Brie recall follows listeria detection

Brie recall follows listeria detection

Two French brie products are being recalled in Northern Ireland. The recall follows detection of Listeria monocytogenes in one product, with another withdrawn as a precaution.


IN Brief:

  • Traditional Cheese Company is recalling two French brie products in Northern Ireland after Listeria monocytogenes was detected.
  • The affected products include Dunnes Stores Velvety & Mild French Brie and Traditional Cheese Company French Brie.
  • The incident reinforces the importance of pathogen control, batch traceability, and recall execution in chilled dairy supply chains.

Traditional Cheese Company is recalling two French brie products in Northern Ireland after Listeria monocytogenes was detected in one product and a second was withdrawn as a precaution.

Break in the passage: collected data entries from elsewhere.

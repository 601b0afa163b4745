use clap::{Arg, ArgAction, ArgMatches, ColorChoice, Command};
use hifitime::prelude::Duration;

use crate::{
    reader::{Backoff, RetrySettings},
    transport::HttpSettings,
};

use std::str::FromStr;

/// Source polled when none is specified
pub const DEFAULT_URL: &str = "http://localhost:6000/stream";

/// Selected input
#[derive(Debug, Clone, PartialEq)]
pub enum Source {
    /// Live source (tcp:// or http(s)://)
    Url(String),

    /// Passive mode
    Files(Vec<String>),
}

pub struct Cli {
    /// Arguments passed by user
    matches: ArgMatches,
}

impl Cli {
    /// Build new command line interface
    pub fn new() -> Self {
        Self {
            matches: Self::command().get_matches(),
        }
    }

    fn command() -> Command {
        Command::new("gpsdist")
            .version(env!("CARGO_PKG_VERSION"))
            .about("Distance traveled, from a stream of GPS fixes")
            .color(ColorChoice::Always)
            .next_help_heading("Live source")
            .arg(
                Arg::new("url")
                    .short('u')
                    .long("url")
                    .value_name("URL")
                    .conflicts_with("file")
                    .help(format!("Stream source. Either tcp://host:port (JSON lines)
or http(s)://host/path (polled with batch_index and sample_index queries).
Default is \"{}\"", DEFAULT_URL)),
            )
            .arg(
                Arg::new("batch-size")
                    .long("batch-size")
                    .value_name("SIZE")
                    .help("Number of samples per batch, when polling an HTTP source. Default is 16"),
            )
            .arg(
                Arg::new("timeout")
                    .long("timeout")
                    .value_name("DURATION")
                    .help("HTTP request timeout. Default is 30 s"),
            )
            .next_help_heading("File interface (Passive mode)")
            .arg(
                Arg::new("file")
                    .long("file")
                    .short('f')
                    .value_name("FILENAME")
                    .action(ArgAction::Append)
                    .help("Load a single file of JSON lines. Use as many as needed.
Each file is consumed one after the other. Gzip files are supported but they must be terminated with '.gz'"),
            )
            .next_help_heading("Connection retries")
            .arg(
                Arg::new("max-retries")
                    .short('r')
                    .long("max-retries")
                    .value_name("COUNT")
                    .help("Maximal number of consecutive connection failures. Default is 3"),
            )
            .arg(
                Arg::new("retry-delay")
                    .short('d')
                    .long("retry-delay")
                    .value_name("DURATION")
                    .help("Delay between two connection attempts. Default is 1 s"),
            )
            .arg(
                Arg::new("backoff")
                    .long("backoff")
                    .value_name("POLICY")
                    .help("Backoff policy: \"fixed\" (default) or \"linear\", where the delay
grows with the number of consecutive failures"),
            )
            .next_help_heading("Processing")
            .arg(
                Arg::new("dedup")
                    .long("dedup")
                    .action(ArgAction::SetTrue)
                    .help("Skip records whose (gps.read_timestamp, frame.frame_id) was already received"),
            )
            .next_help_heading("Output")
            .arg(
                Arg::new("json")
                    .long("json")
                    .action(ArgAction::SetTrue)
                    .help("Print the report in JSON format"),
            )
    }

    #[cfg(test)]
    fn from_args(args: &[&str]) -> Self {
        Self {
            matches: Self::command().get_matches_from(args),
        }
    }

    /// Selected [Source]
    pub fn source(&self) -> Source {
        if let Some(files) = self.matches.get_many::<String>("file") {
            Source::Files(files.cloned().collect())
        } else if let Some(url) = self.matches.get_one::<String>("url") {
            Source::Url(url.to_string())
        } else {
            Source::Url(DEFAULT_URL.to_string())
        }
    }

    pub fn dedup(&self) -> bool {
        self.matches.get_flag("dedup")
    }

    pub fn json(&self) -> bool {
        self.matches.get_flag("json")
    }

    fn duration(&self, key: &str) -> Option<std::time::Duration> {
        let value = self.matches.get_one::<String>(key)?;

        let dt = value
            .trim()
            .parse::<Duration>()
            .unwrap_or_else(|e| panic!("Invalid {} duration: {}", key, e));

        let nanos = dt.total_nanoseconds();
        if nanos < 0 {
            panic!("Invalid {} duration: must be positive", key);
        }

        Some(std::time::Duration::from_nanos(nanos as u64))
    }

    fn max_retries(&self) -> Option<u32> {
        let retries = self.matches.get_one::<String>("max-retries")?;
        let retries = retries
            .trim()
            .parse::<u32>()
            .unwrap_or_else(|e| panic!("Invalid max retries value: {}", e));
        Some(retries)
    }

    fn batch_size(&self) -> Option<u32> {
        let size = self.matches.get_one::<String>("batch-size")?;
        let size = size
            .trim()
            .parse::<u32>()
            .unwrap_or_else(|e| panic!("Invalid batch size: {}", e));

        if size == 0 {
            panic!("Invalid batch size: must not be null");
        }
        Some(size)
    }

    pub fn retry_settings(&self) -> RetrySettings {
        let defaults = RetrySettings::default();
        RetrySettings {
            max_retries: self.max_retries().unwrap_or(defaults.max_retries),
            retry_delay: self.duration("retry-delay").unwrap_or(defaults.retry_delay),
            backoff: if let Some(backoff) = self.matches.get_one::<String>("backoff") {
                Backoff::from_str(backoff).unwrap_or_else(|e| panic!("{}", e))
            } else {
                defaults.backoff
            },
        }
    }

    pub fn http_settings(&self) -> HttpSettings {
        let defaults = HttpSettings::default();
        HttpSettings {
            batch_size: self.batch_size().unwrap_or(defaults.batch_size),
            timeout: self.duration("timeout").unwrap_or(defaults.timeout),
        }
    }
}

The affected products include Dunnes Stores Velvety & Mild French Brie in 170g packs with use-by dates of 10 July, 16 July, and 17 July 2026, and Traditional Cheese Company French Brie in 160g packs with a use-by date of 17 July 2026. The recall applies to Northern Ireland.

Point-of-sale notices are being displayed where the products were sold, with consumers instructed not to eat the affected cheese and to return it for a full refund. The food safety risk is linked to Listeria monocytogenes, which can cause serious illness, particularly in vulnerable groups including pregnant women, older people, babies, and people with weakened immune systems.

Soft cheeses remain a sensitive area for chilled dairy safety because their moisture content, pH, handling requirements, and shelf-life conditions can create risk if controls fail. Brie and other mould-ripened cheeses require close attention to raw material quality, environmental monitoring, temperature management, hygiene controls, and finished-product testing.

Batch-level traceability and rapid withdrawal capability are central to recall management in chilled dairy. Products can move quickly through retail channels, but they may also remain in domestic refrigerators until close to the end of shelf life. Clear consumer communication and retailer coordination are therefore essential once a microbiological risk is identified.

Recent hygiene and recall cases across the sector, including enforcement action linked to bakery hygiene failings and a chocolate milk recall, show how food safety discipline depends on consistent controls across processing, storage, logistics, and retail. The categories differ, but the operational requirements are familiar: prevent contamination, detect failures quickly, and act decisively when risk is identified.

Listeria presents a particular challenge because it can survive and grow at refrigeration temperatures. In dairy environments, control strategies usually depend on zoning, sanitation verification, environmental swabbing, equipment design, and strict separation between raw and finished product areas. Once contamination is identified, processors must determine whether the issue is isolated or whether wider precautionary action is required.

Ready-to-eat chilled products carry a different risk profile from products cooked before consumption. Consumers are unlikely to apply any kill step to soft cheese before eating it, so the microbiological status of the finished product at the point of sale is critical.

Retailer-brand and supplier-brand recalls can also place pressure on traceability systems. Where one product tests positive and another is withdrawn as a precaution, processors and retailers need to connect production batches, packaging lines, distribution routes, and sales records quickly. Speed is essential, but accuracy is equally important: overbroad recalls create cost and waste, while underbroad recalls create public health risk.

The immediate incident is limited in geography and product scope, but the operational lesson is wider. Chilled dairy safety is built on prevention, monitoring, verification, and response. When one layer fails, the strength of the recall system becomes the final barrier between a production issue and a wider food safety event.